Neither piece of literature specifically mentioned CUTW presidential candidate George Sherwood. Moreover, neither Sherwood nor any other CUTW executive board member solicited, encouraged, or aided either the CWA or IBEW in the distribution of their literature. Nevertheless, the court finds, in light of the undisputed facts, that no reasonable juror could conclude otherwise than that the probable impact of both pieces of literature was to discredit incumbent John Shaughnessy, the "major proponent" of TIU affiliation with AFSCME. See id. at 2, 5, 8, 10, 23; See also Anderson v. Liberty Lobby, Inc., 477 U.S. 242, 106 S.Ct. 2505, 2512-13, 91 L.Ed.2d 202 (1986). The parties have stipulated that during the two-year period preceding the November 1984 election, the issue of TIU affiliation with AFSCME was the subject of considerable debate and controversy, and that it remained a "major and unresolved issue at the time that CUTW conducted its election . . ." See Stipulated Facts at ¶ 4, 11. Both CWA and IBEW conducted vigorous campaigns to discredit affiliation with AFSCME. See id. at ¶ 7. The purpose of the IBEW flier was to undermine Shaughnessy's efforts to have TIU affiliate with AFSCME. See id. at ¶ 23. As discussed below, both the Messina Letter and the IBEW Flier clearly called into question Shaughnessy's qualifications as union leader. See II., A., infra.
George Sherwood was elected President of CUTW as a result of the November 1984 mail ballot election. Since the election, Shaughnessy has taken a position with the management of Southern New England Telephone Company. He is no longer a member of CUTW and is ineligible to run for office should a new election be conducted. Moreover, since this action was filed, CUTW has completed its regularly scheduled triennial election in November 1987, in which George Sherwood was reelected President. See Stipulated Statement of Additional Fact Not in Dispute (filed Mar. 25, 1988). However, it is only alleged irregularities in the November 1984 election which are the subject of this action.
II. Discussion
The plaintiff claims that the Messina Letter and the IBEW Flier were mailed to CUTW members in violation of section 401(g) of the Act, 29 U.S.C. § 481 (g), and that, because these documents may have affected the outcome of the defendant's mail ballot election completed on November 30, 1984, the Court must order the defendant to hold a new election under the supervision of the Secretary of Labor pursuant to 29 U.S.C. § 482 (c).

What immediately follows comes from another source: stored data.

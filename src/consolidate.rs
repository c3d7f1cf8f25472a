//! Folder consolidation
//!
//! A [`Consolidator`] walks a root folder, reads every file that passes the
//! filter and writes them as one artifact. The artifact is staged in a
//! temporary sibling file and renamed into place, so readers only ever see
//! a complete run.

use std::fs;
use std::io::Write;
use std::path::{Path, PathBuf};
use std::sync::Mutex;
use std::time::Instant;
use chrono::{DateTime, Local};
use flate2::write::GzEncoder;
use flate2::Compression;
use rayon::prelude::*;
use crate::error::{Error, Result, SkipReason};
use crate::events::{ConsolidationResult, FileEntry, SkippedFile};
use crate::filter::{FileFilter, FilterConfig, ScanOptions, WalkOutcome, TEMP_FILE_PREFIX, TEMP_FILE_SUFFIX};
use crate::text;

pub const GZIP_EXTENSION: &str = "gz";

/// Runs consolidation passes, at most one at a time
pub struct Consolidator {
    options: ScanOptions,
    pool: Option<rayon::ThreadPool>,
    gate: Mutex<()>,
}

/// Rendered artifact text plus what went into it
struct Rendered {
    text: String,
    included: Vec<FileEntry>,
    skipped: Vec<SkippedFile>,
}

impl Consolidator {
    pub fn new(options: ScanOptions) -> Result<Self> {
        let pool = if options.threads > 0 {
            let pool = rayon::ThreadPoolBuilder::new()
                .num_threads(options.threads)
                .thread_name(|i| format!("codetext-reader-{}", i))
                .build()
                .map_err(|e| Error::Config(format!("Failed to create reader pool: {}", e)))?;
            Some(pool)
        } else {
            None
        };

        Ok(Self {
            options,
            pool,
            gate: Mutex::new(()),
        })
    }

    /// Consolidate `root` into `output_path`
    pub fn consolidate(
        &self,
        root: &Path,
        filter: &FilterConfig,
        output_path: &Path,
        compress: bool,
    ) -> Result<ConsolidationResult> {
        self.consolidate_with_text(root, filter, output_path, compress)
            .map(|(result, _)| result)
    }

    /// Like [`Consolidator::consolidate`], also returning the uncompressed artifact text
    pub fn consolidate_with_text(
        &self,
        root: &Path,
        filter: &FilterConfig,
        output_path: &Path,
        compress: bool,
    ) -> Result<(ConsolidationResult, String)> {
        let _guard = self.gate.lock().unwrap_or_else(|poisoned| poisoned.into_inner());
        let start = Instant::now();

        let final_path = artifact_path(output_path, compress);
        let file_filter = self.prepare(root, filter, output_path, &final_path)?;

        let walked = file_filter.collect_entries(&self.options)?;
        let rendered = self.render(walked, &filter.separator);

        write_artifact(&final_path, rendered.text.as_bytes(), compress)?;

        for skipped in &rendered.skipped {
            tracing::warn!("Skipped {}: {}", skipped.relative_path, skipped.reason);
        }
        tracing::info!(
            "Consolidated {} files ({} skipped) from {} into {} in {:?}",
            rendered.included.len(),
            rendered.skipped.len(),
            root.display(),
            final_path.display(),
            start.elapsed()
        );

        let result = ConsolidationResult {
            output_path: final_path,
            included_files: rendered.included,
            skipped_files: rendered.skipped,
            total_bytes: rendered.text.len() as u64,
            compressed: compress,
        };
        Ok((result, rendered.text))
    }

    /// Files a run would include, without reading or writing anything
    pub fn collect(
        &self,
        root: &Path,
        filter: &FilterConfig,
        output_path: &Path,
        compress: bool,
    ) -> Result<WalkOutcome> {
        let final_path = artifact_path(output_path, compress);
        let file_filter = self.prepare(root, filter, output_path, &final_path)?;
        file_filter.collect_entries(&self.options)
    }

    fn prepare(
        &self,
        root: &Path,
        filter: &FilterConfig,
        output_path: &Path,
        final_path: &Path,
    ) -> Result<FileFilter> {
        validate_root(root)?;
        validate_output(output_path)?;
        validate_output(final_path)?;

        Ok(FileFilter::new(root, filter)?
            .exclude_path(output_path)
            .exclude_path(final_path))
    }

    fn render(&self, walked: WalkOutcome, separator: &str) -> Rendered {
        let WalkOutcome { entries, skipped: unreadable } = walked;
        let read = |entry: FileEntry| -> std::result::Result<(FileEntry, String), SkippedFile> {
            match self.read_entry(&entry) {
                Ok(content) => Ok((entry, content)),
                Err(reason) => Err(SkippedFile {
                    relative_path: entry.relative_path,
                    reason,
                }),
            }
        };

        let outcomes: Vec<_> = match &self.pool {
            Some(pool) => pool.install(|| entries.into_par_iter().map(read).collect()),
            None => entries.into_par_iter().map(read).collect(),
        };

        let mut text = String::new();
        let mut included = Vec::new();
        let mut skipped = unreadable;

        for outcome in outcomes {
            match outcome {
                Ok((entry, content)) => {
                    push_record(&mut text, &entry, &content, separator, self.options.include_metadata);
                    included.push(entry);
                }
                Err(skip) => skipped.push(skip),
            }
        }

        skipped.sort_by(|a, b| a.relative_path.cmp(&b.relative_path));
        Rendered { text, included, skipped }
    }

    fn read_entry(&self, entry: &FileEntry) -> std::result::Result<String, SkipReason> {
        if let Some(limit) = self.options.max_file_size {
            if entry.size_bytes > limit {
                return Err(SkipReason::TooLarge {
                    size: entry.size_bytes,
                    limit,
                });
            }
        }

        let bytes = fs::read(&entry.absolute_path).map_err(|e| SkipReason::Unreadable(e.to_string()))?;
        let (content, encoding) = text::decode(&bytes, self.options.fallback_encoding)?;
        tracing::debug!("Read {} ({:?}, {} bytes)", entry.relative_path, encoding, bytes.len());
        Ok(content)
    }
}

/// Append one record: header, optional metadata, content, footer
pub fn push_record(out: &mut String, entry: &FileEntry, content: &str, separator: &str, include_metadata: bool) {
    out.push_str(&format!("{} File: {} {}\n", separator, entry.relative_path, separator));
    if include_metadata {
        let modified: DateTime<Local> = entry.last_modified.into();
        out.push_str(&format!("# Location: {}\n", entry.absolute_path.display()));
        out.push_str(&format!(
            "# Last modified: {}, Size: {} bytes\n",
            modified.format("%Y-%m-%d %H:%M:%S"),
            entry.size_bytes
        ));
    }
    out.push('\n');
    out.push_str(content);
    out.push_str(&format!("\n\n{} End of file {}\n\n", separator, separator));
}

/// The path actually written, with `.gz` appended when compressing
pub fn artifact_path(output_path: &Path, compress: bool) -> PathBuf {
    let already_gz = output_path
        .extension()
        .is_some_and(|ext| ext.eq_ignore_ascii_case(GZIP_EXTENSION));

    if compress && !already_gz {
        let mut name = output_path.as_os_str().to_os_string();
        name.push(".");
        name.push(GZIP_EXTENSION);
        PathBuf::from(name)
    } else {
        output_path.to_path_buf()
    }
}

fn validate_root(root: &Path) -> Result<()> {
    if !root.exists() {
        return Err(Error::Config(format!("Root folder does not exist: {}", root.display())));
    }
    if !root.is_dir() {
        return Err(Error::Config(format!("Root folder is not a directory: {}", root.display())));
    }
    fs::read_dir(root)
        .map_err(|e| Error::Config(format!("Root folder is not readable: {}: {}", root.display(), e)))?;
    Ok(())
}

fn validate_output(output_path: &Path) -> Result<()> {
    if output_path.as_os_str().is_empty() {
        return Err(Error::Config("Output path is empty".to_string()));
    }
    if output_path.is_dir() {
        return Err(Error::Config(format!("Output path is a directory: {}", output_path.display())));
    }
    Ok(())
}

/// Stage `content` next to `path` and atomically rename it into place
fn write_artifact(path: &Path, content: &[u8], compress: bool) -> Result<()> {
    let parent = match path.parent() {
        Some(p) if !p.as_os_str().is_empty() => p,
        _ => Path::new("."),
    };

    let mut staged = tempfile::Builder::new()
        .prefix(TEMP_FILE_PREFIX)
        .suffix(TEMP_FILE_SUFFIX)
        .tempfile_in(parent)
        .map_err(|e| Error::io(path, e))?;

    if compress {
        let mut encoder = GzEncoder::new(staged.as_file_mut(), Compression::default());
        encoder.write_all(content).map_err(|e| Error::io(path, e))?;
        encoder.finish().map_err(|e| Error::io(path, e))?;
    } else {
        staged.write_all(content).map_err(|e| Error::io(path, e))?;
    }

    staged.as_file().sync_all().map_err(|e| Error::io(path, e))?;
    staged.persist(path).map_err(|e| Error::io(path, e.error))?;
    Ok(())
}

Section 401(g) of the Act provides:
No moneys received by any labor organization by way of dues, assessment, or similar levy, and no moneys of an employer shall be contributed or applied to promote the candidacy of any person in an election subject to the provisions of this subchapter. Such moneys of a labor organization may be utilized for notices, factual statements of issues not involving candidates, and other expenses necessary for the holding of an election.
Plaintiff urges the court to construe 401(g) as prohibiting any labor organization subject to the provisions of the Act from using its funds received by way of dues, assessments or similar levy, to promote the candidacy of any person in an election, even if the election takes place in another unaffiliated union. See Memorandum of Law in Support of Plaintiff's Motion of Summary Judgment and in Opposition to Defendant's Motion for Summary Judgment (filed February 25, 1986) at 7 (citing 29 C.F.R. § 452.73). Defendant, on the other hand, raises three arguments in its defense: (1) The Messina Letter and the IBEW Flier did not "promote the candidacy" of George Sherwood within the meaning of section 401(g); (2) Because neither the CUTW nor any of its officers or executive board members were involved in the distribution of the Messina Letter or the IBEW Flier, the alleged violation of section 401(g) is not actionable; and (3) The action is moot because John Shaughnessy is no longer eligible to run for the office of President of CUTW. All of the defendant's arguments are without merit.
A.
The defendant argues that the Messina Letter and the IBEW Flier did not "promote the candidacy" of George Sherwood because neither piece mentions either the election or Sherwood's name. See Memorandum of Law in Support of Defendant's Motion for Summary Judgment and in Opposition to Plaintiff's Motion for Summary Judgment (filed January 30, 1986) ("Defendant's Memorandum of Law") at 8. Rather, the defendant claims that the publications constitute "factual statements of issues not involving candidates. . . ." which are not prohibited by section 401(g). Id. at 9. Although there is no explicit stipulation on the subject, it is not disputed that almost any statement concerning TIU/AFSCME affiliation would be closely associated with Shaughnessy. See Stipulated Facts at ¶ 2, 5, 8, 10, 23. To support its argument, the defendant in effect claims that both pieces were mailed by CWA and IBEW solely to "encourage the free flow of information so that the TIU membership would be able to case an informed ballot on the affiliation issue." Defendant's Memorandum of Law at 8.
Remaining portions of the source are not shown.